Dataset entries ->
************

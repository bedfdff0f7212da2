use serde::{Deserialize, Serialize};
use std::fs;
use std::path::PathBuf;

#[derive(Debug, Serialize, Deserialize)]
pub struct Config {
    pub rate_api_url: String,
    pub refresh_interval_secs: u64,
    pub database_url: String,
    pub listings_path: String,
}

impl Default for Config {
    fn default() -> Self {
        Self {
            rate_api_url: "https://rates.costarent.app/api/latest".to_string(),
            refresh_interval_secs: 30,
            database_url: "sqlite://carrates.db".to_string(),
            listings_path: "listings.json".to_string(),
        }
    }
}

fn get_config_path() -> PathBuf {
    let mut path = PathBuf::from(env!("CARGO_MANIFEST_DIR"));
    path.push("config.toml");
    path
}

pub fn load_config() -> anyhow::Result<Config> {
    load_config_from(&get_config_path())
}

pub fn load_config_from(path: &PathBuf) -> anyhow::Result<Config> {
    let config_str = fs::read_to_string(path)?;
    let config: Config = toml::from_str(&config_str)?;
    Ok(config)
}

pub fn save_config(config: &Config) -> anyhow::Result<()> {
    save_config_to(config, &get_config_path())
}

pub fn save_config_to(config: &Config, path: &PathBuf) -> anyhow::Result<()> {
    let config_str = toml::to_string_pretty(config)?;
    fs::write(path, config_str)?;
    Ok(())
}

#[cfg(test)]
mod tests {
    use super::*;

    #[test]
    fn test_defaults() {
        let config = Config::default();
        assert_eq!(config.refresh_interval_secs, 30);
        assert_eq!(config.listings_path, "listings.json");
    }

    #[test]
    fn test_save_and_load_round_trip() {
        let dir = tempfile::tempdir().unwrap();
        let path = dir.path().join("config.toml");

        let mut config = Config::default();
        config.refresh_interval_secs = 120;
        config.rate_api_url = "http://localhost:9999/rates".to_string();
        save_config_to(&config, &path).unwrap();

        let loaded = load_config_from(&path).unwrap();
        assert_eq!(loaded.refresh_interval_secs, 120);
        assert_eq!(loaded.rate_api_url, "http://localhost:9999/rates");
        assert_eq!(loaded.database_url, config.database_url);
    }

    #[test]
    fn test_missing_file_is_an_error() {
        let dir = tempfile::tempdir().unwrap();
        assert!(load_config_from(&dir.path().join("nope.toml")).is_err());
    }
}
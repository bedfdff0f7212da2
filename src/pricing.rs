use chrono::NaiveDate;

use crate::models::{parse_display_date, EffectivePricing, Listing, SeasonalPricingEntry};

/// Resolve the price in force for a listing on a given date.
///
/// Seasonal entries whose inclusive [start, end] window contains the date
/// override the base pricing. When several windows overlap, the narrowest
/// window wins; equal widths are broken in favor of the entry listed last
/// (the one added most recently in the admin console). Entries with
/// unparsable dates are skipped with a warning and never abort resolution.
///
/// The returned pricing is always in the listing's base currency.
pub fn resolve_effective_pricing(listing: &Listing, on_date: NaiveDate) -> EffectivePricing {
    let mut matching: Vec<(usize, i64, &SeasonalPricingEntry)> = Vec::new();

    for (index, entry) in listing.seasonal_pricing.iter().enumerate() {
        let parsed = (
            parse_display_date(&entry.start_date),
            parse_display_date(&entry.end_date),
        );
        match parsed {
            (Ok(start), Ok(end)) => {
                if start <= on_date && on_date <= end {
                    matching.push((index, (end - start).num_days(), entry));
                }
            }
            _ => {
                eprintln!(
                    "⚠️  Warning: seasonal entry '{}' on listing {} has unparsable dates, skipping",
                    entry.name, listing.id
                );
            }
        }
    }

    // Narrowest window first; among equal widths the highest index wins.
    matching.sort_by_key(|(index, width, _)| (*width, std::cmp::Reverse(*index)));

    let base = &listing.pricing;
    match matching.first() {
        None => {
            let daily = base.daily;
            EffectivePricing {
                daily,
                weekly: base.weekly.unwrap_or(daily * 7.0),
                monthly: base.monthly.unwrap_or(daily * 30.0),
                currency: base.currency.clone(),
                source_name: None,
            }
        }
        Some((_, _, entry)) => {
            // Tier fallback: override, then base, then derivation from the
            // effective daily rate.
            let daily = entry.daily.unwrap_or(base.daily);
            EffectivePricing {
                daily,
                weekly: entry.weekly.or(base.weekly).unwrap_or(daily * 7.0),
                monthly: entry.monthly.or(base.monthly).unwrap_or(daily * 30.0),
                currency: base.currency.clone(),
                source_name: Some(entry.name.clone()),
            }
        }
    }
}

************

WORK TO COMPLETE -> From the records above, transcribe without alteration every line from the one with "never abort resolution." to the one with "(Ok(start), Ok(end)) =>", inclusive.

YOUR SOLUTION ->
/// unparsable dates are skipped with a warning and never abort resolution.
///
/// The returned pricing is always in the listing's base currency.
pub fn resolve_effective_pricing(listing: &Listing, on_date: NaiveDate) -> EffectivePricing {
    let mut matching: Vec<(usize, i64, &SeasonalPricingEntry)> = Vec::new();

    for (index, entry) in listing.seasonal_pricing.iter().enumerate() {
        let parsed = (
            parse_display_date(&entry.start_date),
            parse_display_date(&entry.end_date),
        );
        match parsed {
            (Ok(start), Ok(end)) => {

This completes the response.